_Listed records_.
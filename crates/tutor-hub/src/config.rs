use anyhow::{Context, Result};
use std::env;
use std::net::SocketAddr;
use std::path::PathBuf;
use std::str::FromStr;
use std::time::Duration;
use tracing::{info, warn};

use crate::model_registry::ModelDefaults;

#[derive(Debug, Clone)]
pub struct Config {
    pub data_root: PathBuf,
    pub models_config_path: PathBuf,
    pub api_host: String,
    pub api_port: u16,
    pub llm_base_url: String,
    pub openai_api_key: Option<String>,
    pub default_llm_model: String,
    pub default_tts_model: String,
    pub default_tts_voice: String,
    pub generate_timeout_seconds: u64,
    pub stream_timeout_seconds: u64,
}

impl Config {
    pub fn from_env() -> Result<Self> {
        if let Err(e) = dotenvy::dotenv() {
            warn!("Failed to load .env file: {}. Using system environment variables.", e);
        } else {
            info!("Loaded environment variables from .env file");
        }
        Self::from_lookup(|key| env::var(key).ok())
    }

    /// Build from an arbitrary variable source; unset variables take their defaults.
    pub fn from_lookup(lookup: impl Fn(&str) -> Option<String>) -> Result<Self> {
        let var = |key: &str, default: &str| lookup(key).unwrap_or_else(|| default.to_string());

        Ok(Self {
            data_root: PathBuf::from(var("DATA_ROOT", "conversation_data")),
            models_config_path: PathBuf::from(var("MODELS_CONFIG_PATH", "config/models.json")),
            api_host: var("API_HOST", "127.0.0.1"),
            api_port: parse_var("API_PORT", &var("API_PORT", "8000"))?,
            llm_base_url: var("LLM_BASE_URL", "https://api.openai.com/v1"),
            openai_api_key: lookup("OPENAI_API_KEY").filter(|k| !k.trim().is_empty()),
            default_llm_model: var("DEFAULT_LLM_MODEL", "gpt-5-mini"),
            default_tts_model: var("DEFAULT_TTS_MODEL", "tts-1"),
            default_tts_voice: var("DEFAULT_TTS_VOICE", "alloy"),
            generate_timeout_seconds: parse_var(
                "GENERATE_TIMEOUT_SECONDS",
                &var("GENERATE_TIMEOUT_SECONDS", "120"),
            )?,
            stream_timeout_seconds: parse_var(
                "STREAM_TIMEOUT_SECONDS",
                &var("STREAM_TIMEOUT_SECONDS", "600"),
            )?,
        })
    }

    pub fn print_config(&self) {
        info!("Current Configuration:");
        info!("- Data Root: {}", self.data_root.display());
        info!("- Models Config: {}", self.models_config_path.display());
        info!("- API: {}:{}", self.api_host, self.api_port);
        info!("- LLM Provider: {}", self.llm_base_url);
        info!("- API Key: {}", if self.openai_api_key.is_some() { "set" } else { "NOT SET" });
        info!(
            "- Default Models: llm={}, tts={}, voice={}",
            self.default_llm_model, self.default_tts_model, self.default_tts_voice
        );
        info!("- Generate Timeout: {}s", self.generate_timeout_seconds);
        info!("- Stream Timeout: {}s", self.stream_timeout_seconds);
    }

    pub fn api_addr(&self) -> Result<SocketAddr> {
        format!("{}:{}", self.api_host, self.api_port)
            .parse()
            .with_context(|| format!("Invalid API address {}:{}", self.api_host, self.api_port))
    }

    pub fn generate_timeout(&self) -> Duration {
        Duration::from_secs(self.generate_timeout_seconds)
    }

    pub fn stream_timeout(&self) -> Duration {
        Duration::from_secs(self.stream_timeout_seconds)
    }

    pub fn model_defaults(&self) -> ModelDefaults {
        ModelDefaults {
            llm: self.default_llm_model.clone(),
            tts: self.default_tts_model.clone(),
            tts_voice: self.default_tts_voice.clone(),
        }
    }
}

fn parse_var<T>(key: &str, raw: &str) -> Result<T>
where
    T: FromStr,
    T::Err: std::error::Error + Send + Sync + 'static,
{
    raw.trim()
        .parse()
        .with_context(|| format!("{} must be a number, got '{}'", key, raw))
}

#[cfg(test)]
mod tests {
    use super::*;
    use std::collections::HashMap;

    /// Helper function to create a test Config with default values
    fn create_test_config() -> Config {
        Config {
            data_root: PathBuf::from("/tmp/tutor-data"),
            models_config_path: PathBuf::from("/tmp/models.json"),
            api_host: "127.0.0.1".to_string(),
            api_port: 8000,
            llm_base_url: "http://127.0.0.1:9999/v1".to_string(),
            openai_api_key: Some("test-key".to_string()),
            default_llm_model: "gpt-5-mini".to_string(),
            default_tts_model: "tts-1".to_string(),
            default_tts_voice: "alloy".to_string(),
            generate_timeout_seconds: 120,
            stream_timeout_seconds: 600,
        }
    }

    fn lookup_from(pairs: &[(&str, &str)]) -> impl Fn(&str) -> Option<String> {
        let map: HashMap<String, String> =
            pairs.iter().map(|(k, v)| (k.to_string(), v.to_string())).collect();
        move |key| map.get(key).cloned()
    }

    #[test]
    fn test_defaults_when_environment_is_empty() {
        let config = Config::from_lookup(|_| None).unwrap();
        assert_eq!(config.data_root, PathBuf::from("conversation_data"));
        assert_eq!(config.models_config_path, PathBuf::from("config/models.json"));
        assert_eq!(config.api_port, 8000);
        assert_eq!(config.llm_base_url, "https://api.openai.com/v1");
        assert!(config.openai_api_key.is_none());
        assert_eq!(config.generate_timeout_seconds, 120);
        assert_eq!(config.stream_timeout_seconds, 600);
    }

    #[test]
    fn test_overrides_are_applied() {
        let config = Config::from_lookup(lookup_from(&[
            ("DATA_ROOT", "/srv/tutor"),
            ("API_PORT", "9100"),
            ("OPENAI_API_KEY", "sk-abc"),
            ("DEFAULT_TTS_VOICE", "nova"),
        ]))
        .unwrap();
        assert_eq!(config.data_root, PathBuf::from("/srv/tutor"));
        assert_eq!(config.api_port, 9100);
        assert_eq!(config.openai_api_key.as_deref(), Some("sk-abc"));
        assert_eq!(config.model_defaults().tts_voice, "nova");
    }

    #[test]
    fn test_blank_api_key_counts_as_unset() {
        let config = Config::from_lookup(lookup_from(&[("OPENAI_API_KEY", "  ")])).unwrap();
        assert!(config.openai_api_key.is_none());
    }

    #[test]
    fn test_malformed_numbers_are_errors() {
        let err = Config::from_lookup(lookup_from(&[("API_PORT", "eighty")])).unwrap_err();
        assert!(err.to_string().contains("API_PORT"));

        assert!(Config::from_lookup(lookup_from(&[("STREAM_TIMEOUT_SECONDS", "-1")])).is_err());
    }

    #[test]
    fn test_api_addr_parsing() {
        let config = create_test_config();
        let addr = config.api_addr().unwrap();
        assert_eq!(addr.ip().to_string(), "127.0.0.1");
        assert_eq!(addr.port(), 8000);
    }

    #[test]
    fn test_api_addr_rejects_hostnames() {
        let mut config = create_test_config();
        config.api_host = "not an ip".to_string();
        assert!(config.api_addr().is_err());
    }

    #[test]
    fn test_timeouts_convert_to_durations() {
        let config = create_test_config();
        assert_eq!(config.generate_timeout(), Duration::from_secs(120));
        assert!(config.stream_timeout() > config.generate_timeout());
    }
}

_About this task_.
From the first entry to the last, reproduce everything precisely.

_Output for this task_.
filename crates/tutor-hub/src/config.rs
use anyhow::{Context, Result};
use std::env;
use std::net::SocketAddr;
use std::path::PathBuf;
use std::str::FromStr;
use std::time::Duration;
use tracing::{info, warn};

use crate::model_registry::ModelDefaults;

#[derive(Debug, Clone)]
pub struct Config {
    pub data_root: PathBuf,
    pub models_config_path: PathBuf,
    pub api_host: String,
    pub api_port: u16,
    pub llm_base_url: String,
    pub openai_api_key: Option<String>,
    pub default_llm_model: String,
    pub default_tts_model: String,
    pub default_tts_voice: String,
    pub generate_timeout_seconds: u64,
    pub stream_timeout_seconds: u64,
}

impl Config {
    pub fn from_env() -> Result<Self> {
        if let Err(e) = dotenvy::dotenv() {
            warn!("Failed to load .env file: {}. Using system environment variables.", e);
        } else {
            info!("Loaded environment variables from .env file");
        }
        Self::from_lookup(|key| env::var(key).ok())
    }

    /// Build from an arbitrary variable source; unset variables take their defaults.
    pub fn from_lookup(lookup: impl Fn(&str) -> Option<String>) -> Result<Self> {
        let var = |key: &str, default: &str| lookup(key).unwrap_or_else(|| default.to_string());

        Ok(Self {
            data_root: PathBuf::from(var("DATA_ROOT", "conversation_data")),
            models_config_path: PathBuf::from(var("MODELS_CONFIG_PATH", "config/models.json")),
            api_host: var("API_HOST", "127.0.0.1"),
            api_port: parse_var("API_PORT", &var("API_PORT", "8000"))?,
            llm_base_url: var("LLM_BASE_URL", "https://api.openai.com/v1"),
            openai_api_key: lookup("OPENAI_API_KEY").filter(|k| !k.trim().is_empty()),
            default_llm_model: var("DEFAULT_LLM_MODEL", "gpt-5-mini"),
            default_tts_model: var("DEFAULT_TTS_MODEL", "tts-1"),
            default_tts_voice: var("DEFAULT_TTS_VOICE", "alloy"),
            generate_timeout_seconds: parse_var(
                "GENERATE_TIMEOUT_SECONDS",
                &var("GENERATE_TIMEOUT_SECONDS", "120"),
            )?,
            stream_timeout_seconds: parse_var(
                "STREAM_TIMEOUT_SECONDS",
                &var("STREAM_TIMEOUT_SECONDS", "600"),
            )?,
        })
    }

    pub fn print_config(&self) {
        info!("Current Configuration:");
        info!("- Data Root: {}", self.data_root.display());
        info!("- Models Config: {}", self.models_config_path.display());
        info!("- API: {}:{}", self.api_host, self.api_port);
        info!("- LLM Provider: {}", self.llm_base_url);
        info!("- API Key: {}", if self.openai_api_key.is_some() { "set" } else { "NOT SET" });
        info!(
            "- Default Models: llm={}, tts={}, voice={}",
            self.default_llm_model, self.default_tts_model, self.default_tts_voice
        );
        info!("- Generate Timeout: {}s", self.generate_timeout_seconds);
        info!("- Stream Timeout: {}s", self.stream_timeout_seconds);
    }

    pub fn api_addr(&self) -> Result<SocketAddr> {
        format!("{}:{}", self.api_host, self.api_port)
            .parse()
            .with_context(|| format!("Invalid API address {}:{}", self.api_host, self.api_port))
    }

    pub fn generate_timeout(&self) -> Duration {
        Duration::from_secs(self.generate_timeout_seconds)
    }

    pub fn stream_timeout(&self) -> Duration {
        Duration::from_secs(self.stream_timeout_seconds)
    }

    pub fn model_defaults(&self) -> ModelDefaults {
        ModelDefaults {
            llm: self.default_llm_model.clone(),
            tts: self.default_tts_model.clone(),
            tts_voice: self.default_tts_voice.clone(),
        }
    }
}

fn parse_var<T>(key: &str, raw: &str) -> Result<T>
where
    T: FromStr,
    T::Err: std::error::Error + Send + Sync + 'static,
{
    raw.trim()
        .parse()
        .with_context(|| format!("{} must be a number, got '{}'", key, raw))
}

#[cfg(test)]
mod tests {
    use super::*;
    use std::collections::HashMap;

    /// Helper function to create a test Config with default values
    fn create_test_config() -> Config {
        Config {
            data_root: PathBuf::from("/tmp/tutor-data"),
            models_config_path: PathBuf::from("/tmp/models.json"),
            api_host: "127.0.0.1".to_string(),
            api_port: 8000,
            llm_base_url: "http://127.0.0.1:9999/v1".to_string(),
            openai_api_key: Some("test-key".to_string()),
            default_llm_model: "gpt-5-mini".to_string(),
            default_tts_model: "tts-1".to_string(),
            default_tts_voice: "alloy".to_string(),
            generate_timeout_seconds: 120,
            stream_timeout_seconds: 600,
        }
    }

    fn lookup_from(pairs: &[(&str, &str)]) -> impl Fn(&str) -> Option<String> {
        let map: HashMap<String, String> =
            pairs.iter().map(|(k, v)| (k.to_string(), v.to_string())).collect();
        move |key| map.get(key).cloned()
    }

    #[test]
    fn test_defaults_when_environment_is_empty() {
        let config = Config::from_lookup(|_| None).unwrap();
        assert_eq!(config.data_root, PathBuf::from("conversation_data"));
        assert_eq!(config.models_config_path, PathBuf::from("config/models.json"));
        assert_eq!(config.api_port, 8000);
        assert_eq!(config.llm_base_url, "https://api.openai.com/v1");
        assert!(config.openai_api_key.is_none());
        assert_eq!(config.generate_timeout_seconds, 120);
        assert_eq!(config.stream_timeout_seconds, 600);
    }

    #[test]
    fn test_overrides_are_applied() {
        let config = Config::from_lookup(lookup_from(&[
            ("DATA_ROOT", "/srv/tutor"),
            ("API_PORT", "9100"),
            ("OPENAI_API_KEY", "sk-abc"),
            ("DEFAULT_TTS_VOICE", "nova"),
        ]))
        .unwrap();
        assert_eq!(config.data_root, PathBuf::from("/srv/tutor"));
        assert_eq!(config.api_port, 9100);
        assert_eq!(config.openai_api_key.as_deref(), Some("sk-abc"));
        assert_eq!(config.model_defaults().tts_voice, "nova");
    }

    #[test]
    fn test_blank_api_key_counts_as_unset() {
        let config = Config::from_lookup(lookup_from(&[("OPENAI_API_KEY", "  ")])).unwrap();
        assert!(config.openai_api_key.is_none());
    }

    #[test]
    fn test_malformed_numbers_are_errors() {
        let err = Config::from_lookup(lookup_from(&[("API_PORT", "eighty")])).unwrap_err();
        assert!(err.to_string().contains("API_PORT"));

        assert!(Config::from_lookup(lookup_from(&[("STREAM_TIMEOUT_SECONDS", "-1")])).is_err());
    }

    #[test]
    fn test_api_addr_parsing() {
        let config = create_test_config();
        let addr = config.api_addr().unwrap();
        assert_eq!(addr.ip().to_string(), "127.0.0.1");
        assert_eq!(addr.port(), 8000);
    }

    #[test]
    fn test_api_addr_rejects_hostnames() {
        let mut config = create_test_config();
        config.api_host = "not an ip".to_string();
        assert!(config.api_addr().is_err());
    }

    #[test]
    fn test_timeouts_convert_to_durations() {
        let config = create_test_config();
        assert_eq!(config.generate_timeout(), Duration::from_secs(120));
        assert!(config.stream_timeout() > config.generate_timeout());
    }
}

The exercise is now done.